— What to do —
Give the data again exactly, stopping after the "nothing is staged." line.

— Source data —
use std::sync::Arc;
use std::time::Instant;
use tokio::sync::RwLock;
use tracing::{error, info, warn};

use super::{CaseInputs, Phase, RequestSlot};
use crate::error::{ServiceError, WorkflowError, WorkflowResult};
use crate::expansion::{row_key, section_key, ExpansionState};
use crate::service::{Bucket, CaseServiceClient, RelevanceResult};

/// Shown when the case summary (the classification criteria) is blank.
pub const CRITERIA_REQUIRED_MESSAGE: &str = "Case Summary is required for relevance check.";
/// Shown when nothing is staged.
pub const NO_DOCUMENTS_FOR_RELEVANCE_MESSAGE: &str =
    "Please upload at least one document before running relevance check.";
/// Shown when the request never completed.
pub const RELEVANCE_FAILED_MESSAGE: &str =
    "Something went wrong while getting relevance results.";

const OPERATION: &str = "Relevance check";

#[derive(Debug, Default)]
struct RelevanceState {
    slot: RequestSlot<RelevanceResult>,
    expansion: ExpansionState,
}

/// Drives the "documents + criteria → five buckets" request cycle and
/// tracks which result sections are open.
#[derive(Clone)]
pub struct RelevanceOrchestrator {
    client: CaseServiceClient,
    inputs: CaseInputs,
    state: Arc<RwLock<RelevanceState>>,
}

impl RelevanceOrchestrator {
    pub fn new(client: CaseServiceClient, inputs: CaseInputs) -> Self {
        Self {
            client,
            inputs,
            state: Arc::new(RwLock::new(RelevanceState::default())),
        }
    }

    /// Validate the inputs and classify the staged documents.
    ///
    /// The trimmed case summary is sent as the criteria. Starting a run
    /// closes every section and discards the previous result.
    pub async fn check(&self) -> WorkflowResult<RelevanceResult> {
        let (documents, metadata) = self.inputs.snapshot().await;
        let criteria = metadata.overview().map(str::to_string);

        let criteria = {
            let mut state = self.state.write().await;
            state.slot.ensure_idle(OPERATION)?;

            let Some(criteria) = criteria else {
                state.slot.reject(CRITERIA_REQUIRED_MESSAGE);
                return Err(WorkflowError::validation(CRITERIA_REQUIRED_MESSAGE));
            };
            if documents.is_empty() {
                state.slot.reject(NO_DOCUMENTS_FOR_RELEVANCE_MESSAGE);
                return Err(WorkflowError::validation(NO_DOCUMENTS_FOR_RELEVANCE_MESSAGE));
            }

            state.slot.begin(OPERATION)?;
            state.expansion.reset();
            criteria
        };

        info!(documents = documents.len(), "Relevance check started");
        let start = Instant::now();

        let outcome = self
            .client
            .check_relevance(&criteria, &metadata, &documents)
            .await;

        let mut state = self.state.write().await;
        match outcome {
            Ok(result) => {
                info!(
                    highly_relevant = result.highly_relevant.len(),
                    partially_relevant = result.partially_relevant.len(),
                    less_relevant = result.less_relevant.len(),
                    not_relevant = result.not_relevant.len(),
                    failed = result.failed.len(),
                    latency_ms = start.elapsed().as_millis(),
                    "Relevance check completed"
                );
                state.slot.succeed(result.clone());
                Ok(result)
            }
            Err(source) => {
                let message = relevance_error_message(&source);
                if source.is_transport() {
                    error!(error = %source, "Relevance request did not complete");
                } else {
                    warn!(error = %source, "Relevance check rejected");
                }
                state.slot.fail(message.clone());
                Err(WorkflowError::Service { message, source })
            }
        }
    }

    /// Flip an arbitrary section key and return the new flag
    pub async fn toggle(&self, key: &str) -> bool {
        self.state.write().await.expansion.toggle(key)
    }

    /// Flip a whole bucket section
    pub async fn toggle_bucket(&self, bucket: Bucket) -> bool {
        self.toggle(&section_key(bucket.title())).await
    }

    /// Flip one document row. Returns `None` when there is no such row.
    pub async fn toggle_row(&self, bucket: Bucket, position: usize) -> Option<bool> {
        let mut state = self.state.write().await;
        let name = state
            .slot
            .result()?
            .bucket(bucket)
            .get(position)?
            .name
            .clone();
        Some(
            state
                .expansion
                .toggle(row_key(bucket.title(), &name, position)),
        )
    }

    pub async fn is_open(&self, key: &str) -> bool {
        self.state.read().await.expansion.is_open(key)
    }

    /// Copy of the current open/closed map
    pub async fn expansion(&self) -> ExpansionState {
        self.state.read().await.expansion.clone()
    }

    pub async fn phase(&self) -> Phase {
        self.state.read().await.slot.phase()
    }

    pub async fn is_pending(&self) -> bool {
        self.state.read().await.slot.is_pending()
    }

    pub async fn result(&self) -> Option<RelevanceResult> {
        self.state.read().await.slot.result().cloned()
    }

    /// Text for the inline error next to the relevance control
    pub async fn error(&self) -> Option<String> {
        self.state.read().await.slot.error().map(str::to_string)
    }

    pub fn inputs(&self) -> &CaseInputs {
        &self.inputs
    }
}

/// Response body when present, status-coded text otherwise.
fn relevance_error_message(err: &ServiceError) -> String {
    match err {
        ServiceError::Api { status, message } if message.is_empty() => {
            format!("Error getting relevance (status {}).", status)
        }
        ServiceError::Api { message, .. } => message.clone(),
        _ => RELEVANCE_FAILED_MESSAGE.to_string(),
    }
}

— Result below —
use std::sync::Arc;
use std::time::Instant;
use tokio::sync::RwLock;
use tracing::{error, info, warn};

use super::{CaseInputs, Phase, RequestSlot};
use crate::error::{ServiceError, WorkflowError, WorkflowResult};
use crate::expansion::{row_key, section_key, ExpansionState};
use crate::service::{Bucket, CaseServiceClient, RelevanceResult};

/// Shown when the case summary (the classification criteria) is blank.
pub const CRITERIA_REQUIRED_MESSAGE: &str = "Case Summary is required for relevance check.";
/// Shown when nothing is staged.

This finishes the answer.